> **EXERCISE DIRECTIONS**:
Number of lines below with the word "SourceMemberNaming": state it and write nothing more.

> **SOURCE DATA**:
· · · ·
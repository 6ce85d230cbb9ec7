use std::fmt::{self, Display};

use crate::{
    error::Result,
    ins::Instruction,
    labels::{LabelBridge, LabelTable},
    symbol::Label,
};

/// Ordered instruction sequence with the label table built from it.
#[derive(Debug)]
pub struct Program {
    ins: Vec<Box<dyn Instruction>>,
    labels: LabelTable,
}

impl Program {
    /// Record every prefix label. Fails on the second definition of a label.
    pub fn new(ins: Vec<Box<dyn Instruction>>) -> Result<Self> {
        let mut labels = LabelTable::new();
        for (idx, stmt) in ins.iter().enumerate() {
            if let Some(label) = stmt.label() {
                labels.insert(label.clone(), idx)?;
            }
        }
        Ok(Program { ins, labels })
    }

    pub fn get(&self, idx: usize) -> Option<&dyn Instruction> {
        match self.ins.get(idx) {
            Some(stmt) => Some(stmt.as_ref()),
            None => None,
        }
    }

    pub fn len(&self) -> usize {
        self.ins.len()
    }

    pub fn is_empty(&self) -> bool {
        self.ins.is_empty()
    }

    pub fn iter(&self) -> impl Iterator<Item = &(dyn Instruction + 'static)> {
        self.ins.iter().map(Box::as_ref)
    }

    pub fn labels(&self) -> LabelBridge<'_> {
        LabelBridge::new(&self.labels)
    }

    pub fn label_count(&self) -> usize {
        self.labels.len()
    }

    /// Jump targets that no instruction defines, with the index of the referencing instruction.
    pub fn unresolved(&self) -> Vec<(usize, &Label)> {
        let bridge = self.labels();
        self.iter()
            .enumerate()
            .filter_map(|(idx, stmt)| stmt.target().map(|target| (idx, target)))
            .filter(|(_, target)| bridge.resolve(target).is_err())
            .collect()
    }
}

impl Display for Program {
    fn fmt(&self, f: &mut fmt::Formatter<'_>) -> fmt::Result {
        let width = self.len().saturating_sub(1).to_string().len();
        for (idx, stmt) in self.iter().enumerate() {
            let label = stmt
                .label()
                .map(|label| format!("{label}:"))
                .unwrap_or_default();
            writeln!(f, "{idx:>width$}  {label:<8} {stmt}")?;
        }
        Ok(())
    }
}
use fxhash::FxBuildHasher;
use indexmap::{map::Entry, IndexMap};

use crate::{
    error::{Fault, Result},
    symbol::{FxMap, Label},
};

/// Label name -> instruction index, built once while loading a program.
///
/// Reading the table is only possible through a [`LabelBridge`].
#[derive(Clone, Default, Debug)]
pub struct LabelTable {
    map: FxMap<Label, usize>,
}

impl LabelTable {
    pub fn new() -> Self {
        LabelTable {
            map: IndexMap::with_hasher(FxBuildHasher::default()),
        }
    }

    /// Record `label` as naming the instruction at `index`.
    pub fn insert(&mut self, label: Label, index: usize) -> Result<()> {
        match self.map.entry(label) {
            Entry::Occupied(entry) => Err(Fault::DuplicateLabel {
                label: entry.key().clone(),
                first: *entry.get(),
                second: index,
            }),
            Entry::Vacant(entry) => {
                entry.insert(index);
                Ok(())
            }
        }
    }

    fn lookup(&self, label: &Label) -> Result<usize> {
        self.map
            .get(label)
            .copied()
            .ok_or_else(|| Fault::UnknownLabel(label.clone()))
    }

    pub fn len(&self) -> usize {
        self.map.len()
    }

    pub fn is_empty(&self) -> bool {
        self.map.is_empty()
    }
}

/// Read-only view of a [`LabelTable`] handed to instructions during a run.
#[derive(Clone, Copy, Debug)]
pub struct LabelBridge<'a> {
    table: &'a LabelTable,
}

impl<'a> LabelBridge<'a> {
    pub fn new(table: &'a LabelTable) -> Self {
        LabelBridge { table }
    }

    /// Index of the instruction named `label`.
    pub fn resolve(&self, label: &Label) -> Result<usize> {
        self.table.lookup(label)
    }
}
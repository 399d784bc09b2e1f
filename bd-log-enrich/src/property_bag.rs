// shared-core - bitdrift's common client/server libraries
// Copyright Bitdrift, Inc. All rights reserved.
//
// Use of this source code is governed by a source available license that can be found in the
// LICENSE file or at:
// https://polyformproject.org/wp-content/uploads/2020/06/PolyForm-Shield-1.0.0.txt

#[cfg(test)]
#[path = "./property_bag_test.rs"]
mod property_bag_test;

use crate::naming::SourceMemberNaming;
use crate::value::PropertyValue;
use crate::{Error, Result, validate_property_name};
use ahash::AHashMap;

//
// PropertyRecord
//

/// A single property held by a bag, as it will be handed to a `PropertySink`.
#[derive(Debug, Clone, PartialEq)]
pub struct PropertyRecord {
  name: String,
  value: PropertyValue,
  destructure_objects: bool,
}

impl PropertyRecord {
  /// The property name, with the casing used when it was first added.
  #[must_use]
  pub fn name(&self) -> &str {
    &self.name
  }

  #[must_use]
  pub const fn value(&self) -> &PropertyValue {
    &self.value
  }

  /// Whether a log event should expand the internal structure of the value rather than treat it
  /// as an opaque scalar.
  #[must_use]
  pub const fn destructure_objects(&self) -> bool {
    self.destructure_objects
  }
}

//
// PropertyBag
//

/// An ordered collection of properties keyed by case-insensitive name. The first property added
/// for a given name wins; later additions with the same name in any casing are ignored.
///
/// The bag is a plain builder. It is filled through `&mut self` methods which return `&mut Self`
/// so that calls can be chained, and is only read when applied to a target.
#[derive(Debug, Clone, Default)]
pub struct PropertyBag {
  records: Vec<PropertyRecord>,
  // Folded name -> index into `records`.
  index: AHashMap<String, usize>,
}

impl PropertyBag {
  #[must_use]
  pub fn new() -> Self {
    Self::default()
  }

  /// Creates a new, empty bag.
  #[must_use]
  pub fn create() -> Self {
    Self::new()
  }

  /// Creates a bag that contains a single source member property, named according to the current
  /// value of `naming`.
  #[must_use]
  pub fn create_for_source_member(
    naming: &SourceMemberNaming,
    source_member: impl Into<PropertyValue>,
  ) -> Self {
    let mut bag = Self::new();
    bag.with_source_member(naming, source_member);
    bag
  }

  /// Creates a bag whose source member property is the `file:line:column` of the caller.
  #[must_use]
  #[track_caller]
  pub fn create_for_caller(naming: &SourceMemberNaming) -> Self {
    Self::create_for_source_member(naming, std::panic::Location::caller().to_string())
  }

  /// Adds a property that is not destructured. See `add_with_destructure`.
  pub fn add(&mut self, name: &str, value: impl Into<PropertyValue>) -> Result<&mut Self> {
    self.add_with_destructure(name, value, false)
  }

  /// Adds a property unless a property with the same case-insensitive name is already present.
  /// Fails if the name is empty or whitespace, in which case the bag is left untouched.
  pub fn add_with_destructure(
    &mut self,
    name: &str,
    value: impl Into<PropertyValue>,
    destructure_objects: bool,
  ) -> Result<&mut Self> {
    validate_property_name("name", name)?;
    self.insert(name, value.into(), destructure_objects);
    Ok(self)
  }

  /// Adds every entry in order, as if calling `add` for each of them. All names are validated
  /// before the bag is modified, so an invalid name anywhere in `entries` leaves the bag
  /// untouched.
  pub fn add_range<I, K, V>(&mut self, entries: I) -> Result<&mut Self>
  where
    I: IntoIterator<Item = (K, V)>,
    K: AsRef<str>,
    V: Into<PropertyValue>,
  {
    let entries: Vec<(K, V)> = entries.into_iter().collect();
    for (name, _) in &entries {
      validate_property_name("entries", name.as_ref())?;
    }

    for (name, value) in entries {
      self.insert(name.as_ref(), value.into(), false);
    }

    Ok(self)
  }

  /// Adds the source member property. The property name is read from `naming` on every call, so
  /// a rename is picked up by bags that already exist.
  pub fn with_source_member(
    &mut self,
    naming: &SourceMemberNaming,
    source_member: impl Into<PropertyValue>,
  ) -> &mut Self {
    // The naming configuration never holds an invalid name.
    let name = naming.property_name();
    self.insert(&name, source_member.into(), false);
    self
  }

  fn insert(&mut self, name: &str, value: PropertyValue, destructure_objects: bool) {
    let key = fold_name(name);
    if let Some(existing) = self.index.get(&key) {
      log::trace!(
        "ignoring property {name:?}, already present as {:?}",
        self.records[*existing].name
      );
      return;
    }

    self.index.insert(key, self.records.len());
    self.records.push(PropertyRecord {
      name: name.to_string(),
      value,
      destructure_objects,
    });
  }

  pub(crate) fn records(&self) -> &[PropertyRecord] {
    &self.records
  }

  fn record(&self, name: &str) -> Option<&PropertyRecord> {
    self
      .index
      .get(&fold_name(name))
      .map(|index| &self.records[*index])
  }

  //
  // Read only view. Only names and values are exposed.
  //

  #[must_use]
  pub fn contains_key(&self, name: &str) -> bool {
    self.index.contains_key(&fold_name(name))
  }

  #[must_use]
  pub fn get(&self, name: &str) -> Option<&PropertyValue> {
    self.record(name).map(PropertyRecord::value)
  }

  /// Like `get`, but fails with `Error::KeyNotFound` if the property is not present.
  pub fn value(&self, name: &str) -> Result<&PropertyValue> {
    self
      .get(name)
      .ok_or_else(|| Error::KeyNotFound(name.to_string()))
  }

  #[must_use]
  pub fn len(&self) -> usize {
    self.records.len()
  }

  #[must_use]
  pub fn is_empty(&self) -> bool {
    self.records.is_empty()
  }

  pub fn keys(&self) -> impl ExactSizeIterator<Item = &str> {
    self.records.iter().map(PropertyRecord::name)
  }

  pub fn values(&self) -> impl ExactSizeIterator<Item = &PropertyValue> {
    self.records.iter().map(PropertyRecord::value)
  }

  /// Iterates over `(name, value)` pairs in insertion order.
  #[must_use]
  pub fn iter(&self) -> Iter<'_> {
    Iter {
      inner: self.records.iter(),
    }
  }
}

impl<'a> IntoIterator for &'a PropertyBag {
  type Item = (&'a str, &'a PropertyValue);
  type IntoIter = Iter<'a>;

  fn into_iter(self) -> Self::IntoIter {
    self.iter()
  }
}

//
// Iter
//

pub struct Iter<'a> {
  inner: std::slice::Iter<'a, PropertyRecord>,
}

impl<'a> Iterator for Iter<'a> {
  type Item = (&'a str, &'a PropertyValue);

  fn next(&mut self) -> Option<Self::Item> {
    self
      .inner
      .next()
      .map(|record| (record.name.as_str(), &record.value))
  }

  fn size_hint(&self) -> (usize, Option<usize>) {
    self.inner.size_hint()
  }
}

impl ExactSizeIterator for Iter<'_> {}

// Names are compared ignoring case, independent of any locale. Folding is per character:
// `str::to_lowercase` would apply the final sigma rule and split `ΑΣ` from `ασ`.
fn fold_name(name: &str) -> String {
  name.chars().flat_map(char::to_uppercase).collect()
}
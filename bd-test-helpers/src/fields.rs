// shared-core - bitdrift's common client/server libraries
// Copyright Bitdrift, Inc. All rights reserved.
//
// Use of this source code is governed by a source available license that can be found in the
// LICENSE file or at:
// https://polyformproject.org/wp-content/uploads/2020/06/PolyForm-Shield-1.0.0.txt

use bd_log_primitives::{LogEvent, log_level};
use time::macros::datetime;

/// Creates an event without any properties. Events created by this function compare equal as
/// long as the same properties are attached to them.
#[must_use]
pub fn test_event() -> LogEvent {
  LogEvent::new_at(log_level::INFO, "test message", datetime!(2024-01-01 00:00 UTC))
}

/// Returns the property names of the event, sorted.
#[must_use]
pub fn property_names(event: &LogEvent) -> Vec<String> {
  let mut names: Vec<String> = event
    .properties()
    .keys()
    .map(ToString::to_string)
    .collect();
  names.sort();
  names
}
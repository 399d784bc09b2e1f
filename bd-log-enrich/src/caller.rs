// shared-core - bitdrift's common client/server libraries
// Copyright Bitdrift, Inc. All rights reserved.
//
// Use of this source code is governed by a source available license that can be found in the
// LICENSE file or at:
// https://polyformproject.org/wp-content/uploads/2020/06/PolyForm-Shield-1.0.0.txt

#[cfg(test)]
#[path = "./caller_test.rs"]
mod caller_test;

// Helpers for capturing where a log event originates from. The captured text is stored as an
// ordinary property value.

/// Expands to the fully qualified path of the enclosing function, e.g.
/// `my_crate::service::handle_request`.
#[macro_export]
macro_rules! source_member {
  () => {{
    fn __source_member() {}
    fn __type_name_of<T>(_: T) -> &'static str {
      ::std::any::type_name::<T>()
    }
    let name = __type_name_of(__source_member);
    name.strip_suffix("::__source_member").unwrap_or(name)
  }};
}

/// Creates a `PropertyBag` holding the enclosing function as its source member property.
#[macro_export]
macro_rules! here {
  ($naming:expr) => {
    $crate::PropertyBag::create_for_source_member($naming, $crate::source_member!())
  };
}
· · · ·
> **YOUR SOLUTION**:
4